# RECORDS SHOWN
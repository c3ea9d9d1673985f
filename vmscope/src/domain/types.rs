//! Newtype wrappers for domain identifiers.

use std::fmt;

/// Identifier of a compiled trace.
///
/// Hosts issue trace ids starting at 1; id 0 never names a real trace
/// (the per-trace table reserves slot 0 for overflow). The raw mode word
/// reuses this value space, which is why the inner type is `i32`.
#[derive(Debug, Clone, Copy, PartialEq, Eq, Hash, PartialOrd, Ord)]
pub struct TraceId(pub i32);

impl TraceId {
    /// Whether this id can name a real compiled trace.
    #[must_use]
    pub fn is_valid(self) -> bool {
        self.0 > 0
    }
}

impl fmt::Display for TraceId {
    fn fmt(&self, f: &mut fmt::Formatter<'_>) -> fmt::Result {
        write!(f, "trace:{}", self.0)
    }
}

#[cfg(test)]
mod tests {
    use super::*;

    #[test]
    fn test_trace_id_display() {
        assert_eq!(TraceId(42).to_string(), "trace:42");
    }

    #[test]
    fn test_trace_id_validity() {
        assert!(TraceId(1).is_valid());
        assert!(!TraceId(0).is_valid());
        assert!(!TraceId(-3).is_valid());
    }
}
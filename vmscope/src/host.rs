//! Host engine interface consumed by the sampling interrupt handler.
//!
//! The embedding VM exposes a read-only snapshot of its execution state
//! through [`HostEngine`]. Every method is invoked asynchronously from
//! signal context, preempting the very execution context that mutates
//! the underlying state, so implementations are held to the same rules
//! as the handler itself.

use crate::domain::TraceId;
use std::sync::atomic::{AtomicI32, AtomicIsize, AtomicUsize, Ordering};

/// Compiled-code bounds for one trace, as reported by the host.
#[derive(Debug, Clone, Copy, PartialEq, Eq)]
pub struct TraceCode {
    /// Start of the machine-code region.
    pub base: usize,
    /// Length of the machine-code region in bytes.
    pub len: usize,
    /// Offset of the loop entry within the region, or `None` when the
    /// trace has no loop. `Some(0)` is legal and classifies the whole
    /// region as loop.
    pub loop_entry: Option<u32>,
}

/// Read-only view of the host VM's execution state.
///
/// # Safety
///
/// Every method is called from the profiling signal handler, at an
/// arbitrary instruction boundary of the interrupted execution context.
/// Implementations must be async-signal-safe: plain loads of host state
/// only. No allocation, no locks, no formatted output, no syscalls, and
/// no calls into code the interrupt may have preempted mid-operation.
#[allow(unsafe_code)] // implementors vouch for async-signal-safety
pub unsafe trait HostEngine: Send + Sync {
    /// Current execution-mode word: positive means "executing compiled
    /// trace N", negative encodes a non-JIT mode (see
    /// [`vmscope_common::decode_mode`]).
    fn mode(&self) -> i32;

    /// Id of the trace the interpreter most recently fell out of, or 0.
    fn last_exit_trace(&self) -> i32;

    /// Id of the trace the collector is running for, or 0 when the
    /// collector was not entered from JIT context.
    fn gc_trace(&self) -> i32;

    /// Compiled-code bounds for `trace`, or `None` if the trace has
    /// been discarded. A `None` while a sample is in flight simply
    /// drops that sample.
    fn trace_code(&self, trace: TraceId) -> Option<TraceCode>;
}

/// Atomics-backed host used by the test suite and demo hosts.
///
/// Models a VM with a single compiled-code region shared by every trace
/// id, which is all the classifier ever needs to see. All state is
/// plain atomic loads/stores, satisfying the [`HostEngine`] contract.
#[derive(Debug, Default)]
pub struct SyntheticEngine {
    mode: AtomicI32,
    last_exit_trace: AtomicI32,
    gc_trace: AtomicI32,
    code_base: AtomicUsize,
    code_len: AtomicUsize,
    // loop entry offset, or -1 when the trace has no loop
    loop_entry: AtomicIsize,
}

impl SyntheticEngine {
    /// A fresh engine idling in the interpreter.
    #[must_use]
    pub fn new() -> Self {
        let engine = Self::default();
        engine.loop_entry.store(-1, Ordering::Relaxed);
        engine.set_mode(vmscope_common::encode_non_jit(
            vmscope_common::VmBucket::Interpreter,
        ));
        engine
    }

    /// Set the raw execution-mode word.
    pub fn set_mode(&self, mode: i32) {
        self.mode.store(mode, Ordering::Release);
    }

    /// Record the trace the interpreter last exited from.
    pub fn set_last_exit_trace(&self, trace: i32) {
        self.last_exit_trace.store(trace, Ordering::Release);
    }

    /// Record the trace the collector is running for.
    pub fn set_gc_trace(&self, trace: i32) {
        self.gc_trace.store(trace, Ordering::Release);
    }

    /// Install the machine-code region reported for every trace id.
    pub fn set_code(&self, code: TraceCode) {
        self.code_base.store(code.base, Ordering::Release);
        self.code_len.store(code.len, Ordering::Release);
        let entry = match code.loop_entry {
            Some(offset) => offset as isize,
            None => -1,
        };
        self.loop_entry.store(entry, Ordering::Release);
    }

    /// Forget the machine-code region, as if every trace were discarded.
    pub fn clear_code(&self) {
        self.code_len.store(0, Ordering::Release);
    }
}

#[allow(unsafe_code)] // contract: all accessors are plain atomic loads
unsafe impl HostEngine for SyntheticEngine {
    fn mode(&self) -> i32 {
        self.mode.load(Ordering::Acquire)
    }

    fn last_exit_trace(&self) -> i32 {
        self.last_exit_trace.load(Ordering::Acquire)
    }

    fn gc_trace(&self) -> i32 {
        self.gc_trace.load(Ordering::Acquire)
    }

    #[allow(clippy::cast_possible_truncation, clippy::cast_sign_loss)]
    fn trace_code(&self, _trace: TraceId) -> Option<TraceCode> {
        let len = self.code_len.load(Ordering::Acquire);
        if len == 0 {
            return None;
        }
        let entry = self.loop_entry.load(Ordering::Acquire);
        let loop_entry = if entry >= 0 { Some(entry as u32) } else { None };
        Some(TraceCode { base: self.code_base.load(Ordering::Acquire), len, loop_entry })
    }
}

#[cfg(test)]
mod tests {
    use super::*;
    use vmscope_common::{encode_non_jit, VmBucket};

    #[test]
    fn test_synthetic_engine_starts_in_interpreter() {
        let engine = SyntheticEngine::new();
        assert_eq!(engine.mode(), encode_non_jit(VmBucket::Interpreter));
        assert_eq!(engine.last_exit_trace(), 0);
        assert_eq!(engine.gc_trace(), 0);
        assert!(engine.trace_code(TraceId(1)).is_none());
    }

    #[test]
    fn test_synthetic_engine_code_round_trip() {
        let engine = SyntheticEngine::new();
        let code = TraceCode { base: 0x4000, len: 256, loop_entry: Some(64) };
        engine.set_code(code);
        assert_eq!(engine.trace_code(TraceId(3)), Some(code));

        engine.set_code(TraceCode { base: 0x4000, len: 256, loop_entry: None });
        let reported = engine.trace_code(TraceId(3)).unwrap();
        assert_eq!(reported.loop_entry, None);

        engine.clear_code();
        assert!(engine.trace_code(TraceId(3)).is_none());
    }
}
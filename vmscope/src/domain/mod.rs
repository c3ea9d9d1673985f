//! Domain model for vmscope
//!
//! Core domain types and errors that provide:
//! - Compile-time safety via newtype pattern
//! - Self-documenting function signatures
//! - Structured error handling

pub mod errors;
pub mod types;

// Re-export common types for convenience
pub use errors::ProfilerError;
pub use types::TraceId;
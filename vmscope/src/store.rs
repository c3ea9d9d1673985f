//! Counter store lifecycle: file-backed shared mappings and the
//! active-store selector.
//!
//! A counter file outlives any single profiling session. It is created
//! zeroed and stamped, filled by the interrupt handler while selected,
//! and can be read by another process at any time, even mid-session.

#![allow(unsafe_code)] // mmap/munmap and the raw active-store pointer

use crate::domain::ProfilerError;
use log::debug;
use std::ffi::CString;
use std::io;
use std::os::unix::ffi::OsStrExt;
use std::path::{Path, PathBuf};
use std::ptr;
use std::sync::atomic::{AtomicPtr, Ordering};
use vmscope_common::CounterStore;

/// The single piece of state shared between normal and interrupt
/// context: the pointer to the store the handler writes to.
///
/// Swapping is one atomic pointer write with no intermediate state, so
/// a handler invocation mid-flight sees either the old or the new store
/// in full, never a mix. No validation happens on this path; installing
/// a malformed region yields garbage counters, not memory corruption,
/// provided its size matches.
#[derive(Debug)]
pub struct StoreSelector {
    active: AtomicPtr<CounterStore>,
}

impl StoreSelector {
    /// A selector with no active store; samples are dropped until one
    /// is selected.
    #[must_use]
    pub fn new() -> Self {
        Self { active: AtomicPtr::new(ptr::null_mut()) }
    }

    /// Atomically replace the active store, returning the previous one
    /// (null when none). Ownership of the old region stays with the
    /// caller; this type never frees a store. Pass null to deselect.
    pub fn select(&self, store: *mut CounterStore) -> *mut CounterStore {
        self.active.swap(store, Ordering::AcqRel)
    }

    /// The store the handler currently targets.
    pub(crate) fn current(&self) -> *mut CounterStore {
        self.active.load(Ordering::Acquire)
    }
}

impl Default for StoreSelector {
    fn default() -> Self {
        Self::new()
    }
}

/// A counter store mapped from a file, shared with external readers.
///
/// Dropping unmaps the region; the caller guarantees no active session
/// still references it (deselect before dropping).
#[derive(Debug)]
pub struct CounterFile {
    store: *mut CounterStore,
    path: PathBuf,
}

impl CounterFile {
    /// Create-or-open `path`, size it to [`CounterStore::SIZE`], map it
    /// shared, and zero-and-stamp it.
    ///
    /// Any step failure unwinds completely: no fd and no mapping is
    /// left behind.
    pub fn open(path: impl AsRef<Path>) -> Result<Self, ProfilerError> {
        let path = path.as_ref();
        let cpath = CString::new(path.as_os_str().as_bytes())
            .map_err(|_| ProfilerError::CounterFilePath(path.to_owned()))?;

        unsafe {
            let fd = libc::open(cpath.as_ptr(), libc::O_RDWR | libc::O_CREAT, 0o666);
            if fd < 0 {
                return Err(ProfilerError::CounterFileCreate {
                    path: path.to_owned(),
                    source: io::Error::last_os_error(),
                });
            }

            #[allow(clippy::cast_possible_wrap)]
            let size = CounterStore::SIZE as libc::off_t;
            if libc::ftruncate(fd, size) != 0 {
                let source = io::Error::last_os_error();
                libc::close(fd);
                return Err(ProfilerError::CounterFileSize {
                    path: path.to_owned(),
                    size: CounterStore::SIZE,
                    source,
                });
            }

            let mapping = libc::mmap(
                ptr::null_mut(),
                CounterStore::SIZE,
                libc::PROT_READ | libc::PROT_WRITE,
                libc::MAP_SHARED,
                fd,
                0,
            );
            // The mapping keeps the file open; the fd is not needed
            // past this point either way.
            libc::close(fd);
            if mapping == libc::MAP_FAILED {
                return Err(ProfilerError::CounterFileMap {
                    path: path.to_owned(),
                    source: io::Error::last_os_error(),
                });
            }

            let store = mapping.cast::<CounterStore>();
            CounterStore::initialize(store);
            debug!("mapped counter file {} ({} bytes)", path.display(), CounterStore::SIZE);
            Ok(Self { store, path: path.to_owned() })
        }
    }

    /// Raw pointer for [`StoreSelector::select`].
    #[must_use]
    pub fn store_ptr(&self) -> *mut CounterStore {
        self.store
    }

    /// Read access to the mapped store.
    ///
    /// Safe to call while the store is active: counters only grow, so a
    /// reader may see a torn view of the sample currently being
    /// recorded but never of completed history.
    #[must_use]
    pub fn store(&self) -> &CounterStore {
        unsafe { &*self.store }
    }

    /// Path this store is backed by.
    #[must_use]
    pub fn path(&self) -> &Path {
        &self.path
    }

    /// Unmap the region. Equivalent to dropping; the caller guarantees
    /// no active session references it.
    pub fn close(self) {
        drop(self);
    }
}

impl Drop for CounterFile {
    fn drop(&mut self) {
        unsafe {
            libc::munmap(self.store.cast::<libc::c_void>(), CounterStore::SIZE);
        }
        debug!("unmapped counter file {}", self.path.display());
    }
}

#[cfg(test)]
mod tests {
    use super::*;
    use vmscope_common::{TRACE_SLOTS, VERSION_MAJOR, VERSION_MINOR};

    #[test]
    fn test_open_stamps_and_zeroes() {
        let dir = tempfile::tempdir().expect("tempdir");
        let path = dir.path().join("vm.counters");
        let file = CounterFile::open(&path).expect("open counter file");

        let store = file.store();
        assert!(store.header_valid());
        assert_eq!(store.major, VERSION_MAJOR);
        assert_eq!(store.minor, VERSION_MINOR);
        assert_eq!(store.vm_total(), 0);
        assert!(store.trace.iter().all(|t| t.total() == 0));
        assert_eq!(store.trace.len(), TRACE_SLOTS);

        let on_disk = std::fs::metadata(&path).expect("metadata").len();
        assert_eq!(on_disk, CounterStore::SIZE as u64);
    }

    #[test]
    fn test_reopen_starts_from_zero() {
        let dir = tempfile::tempdir().expect("tempdir");
        let path = dir.path().join("vm.counters");

        {
            let file = CounterFile::open(&path).expect("first open");
            unsafe {
                (*file.store_ptr()).vm[0] = 99;
            }
        }
        let file = CounterFile::open(&path).expect("second open");
        assert_eq!(file.store().vm_total(), 0);
    }

    #[test]
    fn test_open_failure_reports_path() {
        let err = CounterFile::open("/nonexistent-dir/vm.counters").unwrap_err();
        assert!(matches!(err, ProfilerError::CounterFileCreate { .. }));
        assert!(err.to_string().contains("nonexistent-dir"));
    }

    #[test]
    fn test_selector_swap_returns_previous() {
        let selector = StoreSelector::new();
        assert!(selector.current().is_null());

        let dir = tempfile::tempdir().expect("tempdir");
        let file = CounterFile::open(dir.path().join("a.counters")).expect("open");

        let previous = selector.select(file.store_ptr());
        assert!(previous.is_null());
        assert_eq!(selector.current(), file.store_ptr());

        let previous = selector.select(ptr::null_mut());
        assert_eq!(previous, file.store_ptr());
        assert!(selector.current().is_null());
    }
}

# WORK TO COMPLETE
Please show the lines of the material that contain the string "signal".

# RESULT OF THIS EXERCISE
//! signal context, preempting the very execution context that mutates
/// Every method is called from the profiling signal handler, at an
/// Implementations must be async-signal-safe: plain loads of host state
#[allow(unsafe_code)] // implementors vouch for async-signal-safety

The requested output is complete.